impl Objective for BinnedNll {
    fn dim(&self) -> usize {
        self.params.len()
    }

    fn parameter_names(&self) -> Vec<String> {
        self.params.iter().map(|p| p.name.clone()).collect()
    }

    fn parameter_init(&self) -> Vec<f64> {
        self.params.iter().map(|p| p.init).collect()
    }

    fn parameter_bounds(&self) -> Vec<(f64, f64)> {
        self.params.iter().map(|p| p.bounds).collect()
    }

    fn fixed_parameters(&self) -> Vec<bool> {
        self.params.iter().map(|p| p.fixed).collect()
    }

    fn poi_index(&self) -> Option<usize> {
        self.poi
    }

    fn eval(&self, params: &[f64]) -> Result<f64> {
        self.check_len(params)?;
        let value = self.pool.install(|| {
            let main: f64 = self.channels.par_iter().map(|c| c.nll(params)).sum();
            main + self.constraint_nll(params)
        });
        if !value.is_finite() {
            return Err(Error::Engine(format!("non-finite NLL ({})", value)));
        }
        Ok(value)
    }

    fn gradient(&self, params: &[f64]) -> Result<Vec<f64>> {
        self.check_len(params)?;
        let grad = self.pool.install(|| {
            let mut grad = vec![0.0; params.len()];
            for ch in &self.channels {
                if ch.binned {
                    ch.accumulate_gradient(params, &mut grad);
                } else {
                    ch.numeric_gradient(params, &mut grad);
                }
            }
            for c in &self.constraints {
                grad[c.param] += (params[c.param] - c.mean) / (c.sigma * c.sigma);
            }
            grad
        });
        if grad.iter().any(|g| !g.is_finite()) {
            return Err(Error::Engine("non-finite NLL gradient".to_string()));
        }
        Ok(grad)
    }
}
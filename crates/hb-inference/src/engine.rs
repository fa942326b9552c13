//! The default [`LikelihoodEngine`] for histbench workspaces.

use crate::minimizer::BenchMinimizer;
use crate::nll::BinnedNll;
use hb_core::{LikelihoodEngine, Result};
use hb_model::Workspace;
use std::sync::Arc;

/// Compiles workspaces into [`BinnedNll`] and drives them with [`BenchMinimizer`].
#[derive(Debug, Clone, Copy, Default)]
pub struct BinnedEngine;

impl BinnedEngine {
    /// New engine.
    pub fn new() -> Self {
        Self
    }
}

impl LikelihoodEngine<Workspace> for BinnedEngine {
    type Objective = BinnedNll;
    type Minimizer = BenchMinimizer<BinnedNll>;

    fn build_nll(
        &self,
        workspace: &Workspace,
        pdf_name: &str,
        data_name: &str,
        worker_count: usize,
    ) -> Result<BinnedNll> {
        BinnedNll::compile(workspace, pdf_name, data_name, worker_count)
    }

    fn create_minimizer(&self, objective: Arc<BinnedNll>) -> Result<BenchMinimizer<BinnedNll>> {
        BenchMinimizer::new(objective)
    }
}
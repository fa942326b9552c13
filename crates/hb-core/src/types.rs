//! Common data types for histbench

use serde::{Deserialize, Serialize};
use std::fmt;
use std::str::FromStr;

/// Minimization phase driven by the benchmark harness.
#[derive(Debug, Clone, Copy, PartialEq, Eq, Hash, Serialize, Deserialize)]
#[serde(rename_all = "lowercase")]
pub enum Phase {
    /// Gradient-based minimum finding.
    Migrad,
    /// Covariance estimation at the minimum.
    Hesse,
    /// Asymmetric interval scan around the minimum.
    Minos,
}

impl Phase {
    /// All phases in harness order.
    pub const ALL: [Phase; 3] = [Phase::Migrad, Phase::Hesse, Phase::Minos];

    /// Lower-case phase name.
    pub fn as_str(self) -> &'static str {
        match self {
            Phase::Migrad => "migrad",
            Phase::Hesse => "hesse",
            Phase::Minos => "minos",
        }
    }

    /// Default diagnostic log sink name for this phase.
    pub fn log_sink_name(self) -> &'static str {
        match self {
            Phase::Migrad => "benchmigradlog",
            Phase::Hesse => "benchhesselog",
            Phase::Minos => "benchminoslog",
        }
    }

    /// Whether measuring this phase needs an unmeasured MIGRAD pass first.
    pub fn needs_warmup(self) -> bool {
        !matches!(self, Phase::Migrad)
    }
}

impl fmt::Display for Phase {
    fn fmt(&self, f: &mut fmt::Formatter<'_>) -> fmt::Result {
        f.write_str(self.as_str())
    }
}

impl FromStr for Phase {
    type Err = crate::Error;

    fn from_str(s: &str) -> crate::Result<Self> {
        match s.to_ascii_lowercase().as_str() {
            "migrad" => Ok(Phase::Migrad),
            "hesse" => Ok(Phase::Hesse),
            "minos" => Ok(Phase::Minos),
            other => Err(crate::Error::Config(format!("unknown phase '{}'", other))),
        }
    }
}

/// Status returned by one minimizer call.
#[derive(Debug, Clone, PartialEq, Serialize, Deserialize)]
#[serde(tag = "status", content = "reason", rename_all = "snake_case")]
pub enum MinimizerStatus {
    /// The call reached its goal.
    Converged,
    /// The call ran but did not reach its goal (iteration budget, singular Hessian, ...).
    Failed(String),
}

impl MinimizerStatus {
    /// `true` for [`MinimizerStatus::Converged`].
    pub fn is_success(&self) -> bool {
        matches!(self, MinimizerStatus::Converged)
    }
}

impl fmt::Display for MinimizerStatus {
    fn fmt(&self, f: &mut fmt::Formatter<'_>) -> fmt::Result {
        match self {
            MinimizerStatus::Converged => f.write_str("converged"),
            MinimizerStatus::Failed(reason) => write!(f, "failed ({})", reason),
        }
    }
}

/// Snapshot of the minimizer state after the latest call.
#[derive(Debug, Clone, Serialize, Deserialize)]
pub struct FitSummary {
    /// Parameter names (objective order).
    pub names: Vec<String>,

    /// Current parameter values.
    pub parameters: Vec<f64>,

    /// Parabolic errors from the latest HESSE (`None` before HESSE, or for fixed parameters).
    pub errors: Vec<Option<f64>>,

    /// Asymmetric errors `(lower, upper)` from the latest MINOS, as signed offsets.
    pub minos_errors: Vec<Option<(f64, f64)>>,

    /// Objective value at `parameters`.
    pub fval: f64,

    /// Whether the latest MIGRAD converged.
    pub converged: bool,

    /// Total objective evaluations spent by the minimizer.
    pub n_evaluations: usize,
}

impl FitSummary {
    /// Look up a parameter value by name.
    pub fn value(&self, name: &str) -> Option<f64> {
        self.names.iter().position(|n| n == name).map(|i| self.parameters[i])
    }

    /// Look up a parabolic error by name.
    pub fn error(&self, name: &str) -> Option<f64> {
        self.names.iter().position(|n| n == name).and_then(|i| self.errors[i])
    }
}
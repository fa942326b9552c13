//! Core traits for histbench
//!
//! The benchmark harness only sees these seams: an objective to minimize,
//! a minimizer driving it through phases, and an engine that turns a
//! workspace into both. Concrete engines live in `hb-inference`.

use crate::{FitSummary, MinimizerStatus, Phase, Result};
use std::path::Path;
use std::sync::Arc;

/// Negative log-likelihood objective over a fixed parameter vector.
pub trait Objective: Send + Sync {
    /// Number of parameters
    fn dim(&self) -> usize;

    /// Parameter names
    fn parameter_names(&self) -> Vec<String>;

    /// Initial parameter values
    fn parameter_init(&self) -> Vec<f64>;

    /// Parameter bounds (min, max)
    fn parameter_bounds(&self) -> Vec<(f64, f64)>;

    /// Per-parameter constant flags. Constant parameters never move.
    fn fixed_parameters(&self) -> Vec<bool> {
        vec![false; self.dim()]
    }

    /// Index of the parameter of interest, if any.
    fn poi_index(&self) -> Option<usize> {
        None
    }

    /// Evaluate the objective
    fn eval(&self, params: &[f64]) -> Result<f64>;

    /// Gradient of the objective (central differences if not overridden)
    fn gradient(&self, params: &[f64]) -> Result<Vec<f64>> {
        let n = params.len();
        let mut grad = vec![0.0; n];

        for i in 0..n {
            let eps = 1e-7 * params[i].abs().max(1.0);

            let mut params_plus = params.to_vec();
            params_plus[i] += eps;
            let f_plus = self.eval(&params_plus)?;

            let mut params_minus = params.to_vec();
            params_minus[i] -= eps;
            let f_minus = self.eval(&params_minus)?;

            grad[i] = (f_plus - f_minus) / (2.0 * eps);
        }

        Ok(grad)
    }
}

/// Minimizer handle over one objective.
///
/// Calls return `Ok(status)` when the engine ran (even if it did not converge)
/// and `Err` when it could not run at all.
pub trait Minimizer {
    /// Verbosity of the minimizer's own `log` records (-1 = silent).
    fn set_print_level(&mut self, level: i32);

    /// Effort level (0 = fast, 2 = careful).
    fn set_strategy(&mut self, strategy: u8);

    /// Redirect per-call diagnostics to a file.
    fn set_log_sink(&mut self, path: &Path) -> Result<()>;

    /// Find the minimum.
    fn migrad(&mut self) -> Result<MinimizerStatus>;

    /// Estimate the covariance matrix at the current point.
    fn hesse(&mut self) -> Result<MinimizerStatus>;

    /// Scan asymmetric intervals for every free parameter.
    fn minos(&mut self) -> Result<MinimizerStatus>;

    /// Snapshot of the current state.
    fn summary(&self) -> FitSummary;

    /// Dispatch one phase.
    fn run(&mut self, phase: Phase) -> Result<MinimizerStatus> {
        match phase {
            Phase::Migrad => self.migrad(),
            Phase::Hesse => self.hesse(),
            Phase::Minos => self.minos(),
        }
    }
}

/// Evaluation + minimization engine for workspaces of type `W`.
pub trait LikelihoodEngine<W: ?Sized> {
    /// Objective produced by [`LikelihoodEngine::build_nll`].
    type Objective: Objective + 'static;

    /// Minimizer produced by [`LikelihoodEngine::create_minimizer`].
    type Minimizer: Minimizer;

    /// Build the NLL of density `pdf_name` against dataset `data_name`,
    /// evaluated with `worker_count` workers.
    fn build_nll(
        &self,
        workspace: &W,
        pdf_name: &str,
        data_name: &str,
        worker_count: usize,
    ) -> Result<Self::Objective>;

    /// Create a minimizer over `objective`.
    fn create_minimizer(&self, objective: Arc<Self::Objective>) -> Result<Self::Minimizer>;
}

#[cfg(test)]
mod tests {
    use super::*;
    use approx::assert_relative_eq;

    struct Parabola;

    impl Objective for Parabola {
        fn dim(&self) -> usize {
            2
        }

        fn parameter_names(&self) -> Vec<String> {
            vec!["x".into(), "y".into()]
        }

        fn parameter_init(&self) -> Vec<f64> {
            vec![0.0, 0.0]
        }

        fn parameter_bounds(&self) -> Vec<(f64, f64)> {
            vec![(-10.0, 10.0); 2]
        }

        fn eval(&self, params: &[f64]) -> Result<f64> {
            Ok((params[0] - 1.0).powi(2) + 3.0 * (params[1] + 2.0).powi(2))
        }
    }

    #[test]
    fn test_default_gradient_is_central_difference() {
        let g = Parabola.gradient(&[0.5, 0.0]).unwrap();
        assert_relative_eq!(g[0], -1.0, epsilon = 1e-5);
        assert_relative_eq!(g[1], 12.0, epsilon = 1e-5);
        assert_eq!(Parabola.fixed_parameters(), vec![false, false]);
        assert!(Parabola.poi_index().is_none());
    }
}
******************************
__Exercise directions__. Only one stretch of the entries above is wanted: the lines from the one containing "let mut params_plus" through the one containing "Dispatch one phase.". Please reproduce it exactly.

__Task response__.
            let mut params_plus = params.to_vec();
            params_plus[i] += eps;
            let f_plus = self.eval(&params_plus)?;

            let mut params_minus = params.to_vec();
            params_minus[i] -= eps;
            let f_minus = self.eval(&params_minus)?;

            grad[i] = (f_plus - f_minus) / (2.0 * eps);
        }

        Ok(grad)
    }
}

/// Minimizer handle over one objective.
///
/// Calls return `Ok(status)` when the engine ran (even if it did not converge)
/// and `Err` when it could not run at all.
pub trait Minimizer {
    /// Verbosity of the minimizer's own `log` records (-1 = silent).
    fn set_print_level(&mut self, level: i32);

    /// Effort level (0 = fast, 2 = careful).
    fn set_strategy(&mut self, strategy: u8);

    /// Redirect per-call diagnostics to a file.
    fn set_log_sink(&mut self, path: &Path) -> Result<()>;

    /// Find the minimum.
    fn migrad(&mut self) -> Result<MinimizerStatus>;

    /// Estimate the covariance matrix at the current point.
    fn hesse(&mut self) -> Result<MinimizerStatus>;

    /// Scan asymmetric intervals for every free parameter.
    fn minos(&mut self) -> Result<MinimizerStatus>;

    /// Snapshot of the current state.
    fn summary(&self) -> FitSummary;

    /// Dispatch one phase.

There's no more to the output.